Overall I truly enjoyed reading this article. I think it is amazing that these first graders were afforded the opportunity to work with a real meteorologist! I think that the activities included in this article were well thought out because they were inclusive to students from all learning modalities. There were activities for visual learners, auditory learners as well as tactile kinesthetic learners. I think that these activities included in the article could be adapted to any grade level within K-6. I definitely recommend this article.


  • on Wed Feb 01, 2012 8:22 PM

I loved the idea of this "weather day". I think it was an excellent way to make weather interesting and visible to the students. It also is a good way to observe what they retain. This is a great idea!

Rachel S  (Pocatello, ID)
Rachel S (Pocatello, ID)

  • on Wed Feb 09, 2011 9:59 AM

This article from Science and Children describes a field trip for first graders after they have spent time learning about weather with four sessions about sun and clouds, water cycle, wind, and storms. The article provides information on all four sessions and also about preparing for the field trip. There is a section for follow up ideas as well as one for future changes. This could be used for students up to maybe third grade.

Adah  (San Antonio, TX)
Adah (San Antonio, TX)

  • on Tue Jun 21, 2016 10:50 AM

This article provided beneficial and informational content that would allow me to use similar ideas with my students. I like how it allowed for students to be interactive in their learning and become scientists on their own. The article explained that the children learned the information and studied the content prior to doing the research and their own hands-on learning. I believe this is a great resource for elementary teachers when planning a unit on weather.

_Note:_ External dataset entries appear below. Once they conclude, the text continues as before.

//! The compute unit: a function built outside this repository.

use std::collections::BTreeMap;
use std::path::{Path, PathBuf};
use std::time::Duration;

use serde_json::json;
use tracing::{debug, warn};

use crate::consts::{FUNCTION_HANDLER, FUNCTION_MANIFEST_PATH, FUNCTION_RUNTIME, FUNCTION_TIMEOUT_SECS};
use crate::construct::allocate_logical_id;
use crate::error::{DeclareError, Result};
use crate::template::{CfnResource, SynthContext};
use crate::token::Value;
use crate::util::hash::{ContentHash, DirHashError, hash_bytes, hash_directory};

use super::iam::{PolicyDocument, Role};

/// Bucket that receives uploaded function packages.
pub(crate) const ASSET_BUCKET: &str = "apistack-assets-${AWS::AccountId}-${AWS::Region}";

/// Metadata key recording the local path a package was built from.
const ASSET_PATH_METADATA_KEY: &str = "apistack:asset:path";

/// Directory names ignored when hashing a function's source.
const ASSET_EXCLUDES: &[&str] = &["target", ".git"];

const LAMBDA_SERVICE: &str = "lambda.amazonaws.com";
const BASIC_EXECUTION_POLICY: &str = "service-role/AWSLambdaBasicExecutionRole";

#[derive(Debug, Clone, PartialEq, Eq)]
pub struct FunctionProps {
  /// Directory containing the function's `Cargo.toml`.
  pub manifest_path: PathBuf,
  pub runtime: String,
  pub handler: String,
  pub timeout: Duration,
  pub memory_size: Option<u32>,
}

impl Default for FunctionProps {
  fn default() -> Self {
    Self {
      manifest_path: PathBuf::from(FUNCTION_MANIFEST_PATH),
      runtime: FUNCTION_RUNTIME.to_string(),
      handler: FUNCTION_HANDLER.to_string(),
      timeout: Duration::from_secs(u64::from(FUNCTION_TIMEOUT_SECS)),
      memory_size: None,
    }
  }
}

#[derive(Debug, Clone)]
pub struct Function {
  id: String,
  props: FunctionProps,
  environment: BTreeMap<String, Value>,
  role: Role,
}

impl Function {
  pub(crate) fn new(id: &str, props: FunctionProps) -> Self {
    Self {
      id: id.to_string(),
      props,
      environment: BTreeMap::new(),
      role: Role::for_service(LAMBDA_SERVICE).with_managed_policy(BASIC_EXECUTION_POLICY),
    }
  }

  pub fn id(&self) -> &str {
    &self.id
  }

  pub fn props(&self) -> &FunctionProps {
    &self.props
  }

  pub fn environment(&self) -> &BTreeMap<String, Value> {
    &self.environment
  }

  pub fn role(&self) -> &Role {
    &self.role
  }

  pub fn logical_id(&self) -> String {
    allocate_logical_id(&[self.id.as_str(), "Resource"])
  }

  pub fn role_logical_id(&self) -> String {
    allocate_logical_id(&[self.id.as_str(), "ServiceRole", "Resource"])
  }

  pub fn function_name(&self) -> Value {
    Value::reference(self.logical_id())
  }

  pub fn function_arn(&self) -> Value {
    Value::get_att(self.logical_id(), "Arn")
  }

  pub fn role_arn(&self) -> Value {
    Value::get_att(self.role_logical_id(), "Arn")
  }

  pub(crate) fn role_mut(&mut self) -> &mut Role {
    &mut self.role
  }

  /// Set an environment variable, replacing any previous value for `key`.
  pub(crate) fn add_environment(&mut self, key: &str, value: Value) {
    if let Some(previous) = self.environment.insert(key.to_string(), value) {
      debug!(function = %self.id, key = %key, previous = ?previous, "replaced environment variable");
    }
  }

  /// Content hash of the function's source directory.
  ///
  /// The package is built elsewhere; when its source is not reachable from
  /// here the hash falls back to the configured path.
  pub fn asset_hash(&self) -> std::result::Result<ContentHash, DirHashError> {
    let path = &self.props.manifest_path;
    if path.is_dir() {
      hash_directory(path, ASSET_EXCLUDES)
    } else {
      warn!(function = %self.id, path = %path.display(), "function source not found, hashing path instead");
      Ok(hash_bytes(path_key(path).as_bytes()))
    }
  }

  pub(crate) fn synthesize(&self, ctx: &mut SynthContext) -> Result<()> {
    let role_id = ctx.add(
      &[self.id.as_str(), "ServiceRole", "Resource"],
      CfnResource::new("AWS::IAM::Role", self.role.role_properties()),
    )?;

    let mut function = CfnResource::new("AWS::Lambda::Function", self.function_properties()?).with_depends_on(&role_id);

    if !self.role.default_policy.is_empty() {
      let policy_path = [self.id.as_str(), "ServiceRole", "DefaultPolicy", "Resource"];
      let policy = CfnResource::new(
        "AWS::IAM::Policy",
        json!({
          "PolicyDocument": PolicyDocument::new(self.role.default_policy.clone()),
          "PolicyName": allocate_logical_id(&policy_path),
          "Roles": [Value::reference(&role_id)],
        }),
      );
      let policy_id = ctx.add(&policy_path, policy)?;
      function = function.with_depends_on(policy_id);
    }

    let function = function.with_metadata(ASSET_PATH_METADATA_KEY, json!(path_key(&self.props.manifest_path)));
    ctx.add(&[self.id.as_str(), "Resource"], function)?;
    Ok(())
  }

  fn function_properties(&self) -> Result<serde_json::Value> {
    let hash = self.asset_hash().map_err(|source| DeclareError::Asset {
      path: path_key(&self.props.manifest_path),
      source,
    })?;

    let mut props = serde_json::Map::new();
    props.insert(
      "Code".to_string(),
      json!({
        "S3Bucket": Value::sub(ASSET_BUCKET),
        "S3Key": format!("{}.zip", hash.0),
      }),
    );
    props.insert("Handler".to_string(), json!(self.props.handler));
    props.insert("Role".to_string(), json!(self.role_arn()));
    props.insert("Runtime".to_string(), json!(self.props.runtime));
    props.insert("Timeout".to_string(), json!(self.props.timeout.as_secs()));
    if let Some(memory) = self.props.memory_size {
      props.insert("MemorySize".to_string(), json!(memory));
    }
    if !self.environment.is_empty() {
      props.insert("Environment".to_string(), json!({ "Variables": self.environment }));
    }
    Ok(serde_json::Value::Object(props))
  }
}

/// Path rendered with forward slashes so templates match across platforms.
fn path_key(path: &Path) -> String {
  path.to_string_lossy().replace('\\', "/")
}

#[cfg(test)]
mod tests {
  use super::*;
  use std::fs;
  use tempfile::TempDir;
  use tracing_test::traced_test;

  fn missing_source() -> FunctionProps {
    FunctionProps {
      manifest_path: PathBuf::from("does/not/exist"),
      ..FunctionProps::default()
    }
  }

  #[test]
  fn defaults_match_build_contract() {
    let props = FunctionProps::default();
    assert_eq!(props.manifest_path, PathBuf::from("../lambda/api"));
    assert_eq!(props.runtime, "provided.al2023");
    assert_eq!(props.handler, "bootstrap");
    assert_eq!(props.timeout, Duration::from_secs(10));
  }

  #[test]
  fn asset_hash_falls_back_to_path() {
    let function = Function::new("api_lambda", missing_source());
    assert_eq!(function.asset_hash().unwrap(), hash_bytes(b"does/not/exist"));
  }

  #[test]
  #[traced_test]
  fn missing_source_is_logged() {
    Function::new("api_lambda", missing_source()).asset_hash().unwrap();
    assert!(logs_contain("function source not found"));
  }

  #[test]
  fn asset_hash_follows_source_content() {
    let temp = TempDir::new().unwrap();
    fs::write(temp.path().join("Cargo.toml"), "[package]\nname = \"api\"").unwrap();

    let function = Function::new(
      "api_lambda",
      FunctionProps {
        manifest_path: temp.path().to_path_buf(),
        ..FunctionProps::default()
      },
    );
    let before = function.asset_hash().unwrap();

    fs::create_dir(temp.path().join("target")).unwrap();
    fs::write(temp.path().join("target/bootstrap"), "elf").unwrap();
    assert_eq!(function.asset_hash().unwrap(), before);

    fs::write(temp.path().join("Cargo.toml"), "[package]\nname = \"api2\"").unwrap();
    assert_ne!(function.asset_hash().unwrap(), before);
  }

  #[test]
  fn environment_replaces_existing_key() {
    let mut function = Function::new("api_lambda", missing_source());
    function.add_environment("BUCKET_NAME", Value::literal("a"));
    function.add_environment("BUCKET_NAME", Value::literal("b"));
    assert_eq!(function.environment().len(), 1);
    assert_eq!(function.environment()["BUCKET_NAME"], Value::literal("b"));
  }

  #[test]
  fn properties_render_runtime_and_environment() {
    let mut function = Function::new("api_lambda", missing_source());
    function.add_environment("BUCKET_NAME", Value::reference("itemsbucket1234ABCD"));

    let props = function.function_properties().unwrap();
    assert_eq!(props["Runtime"], json!("provided.al2023"));
    assert_eq!(props["Handler"], json!("bootstrap"));
    assert_eq!(props["Timeout"], json!(10));
    assert_eq!(
      props["Environment"]["Variables"]["BUCKET_NAME"],
      json!({ "Ref": "itemsbucket1234ABCD" })
    );
    assert_eq!(props["Role"]["Fn::GetAtt"][1], json!("Arn"));
    assert!(props.get("MemorySize").is_none());
  }
}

  • on Thu Jun 16, 2011 10:45 PM

The article provides a summary of what one school does to learn about the weather. With the help of outsiders and parents, kids learn about the formation of clouds, measuring the wind, and so on primarily by demonstration. Though the activities are high-quality, I think the kids may have understood weather phenomena better had they built a class weather station, and recorded and predicted weather based on their observations. In addition, they would be honing their higher-level thinking skills. Some of the activities could be adapted to a group setting, and expanded to provide a better forum for inquiry.

Jennifer Rahn  (Delafield, WI)
Jennifer Rahn (Delafield, WI)

  • on Fri Mar 11, 2011 6:05 PM

This article outlines the logistical and instructional steps you would need to take to put on a weather celebration at your school. I like the organization and structure the teachers have put into this event. Students are required to record what they learned in each session in a weather notebook. In the water cycle station, teacher should emphasize the cyclical nature of the stages of water as opposed to focusing on evaporation and condensation.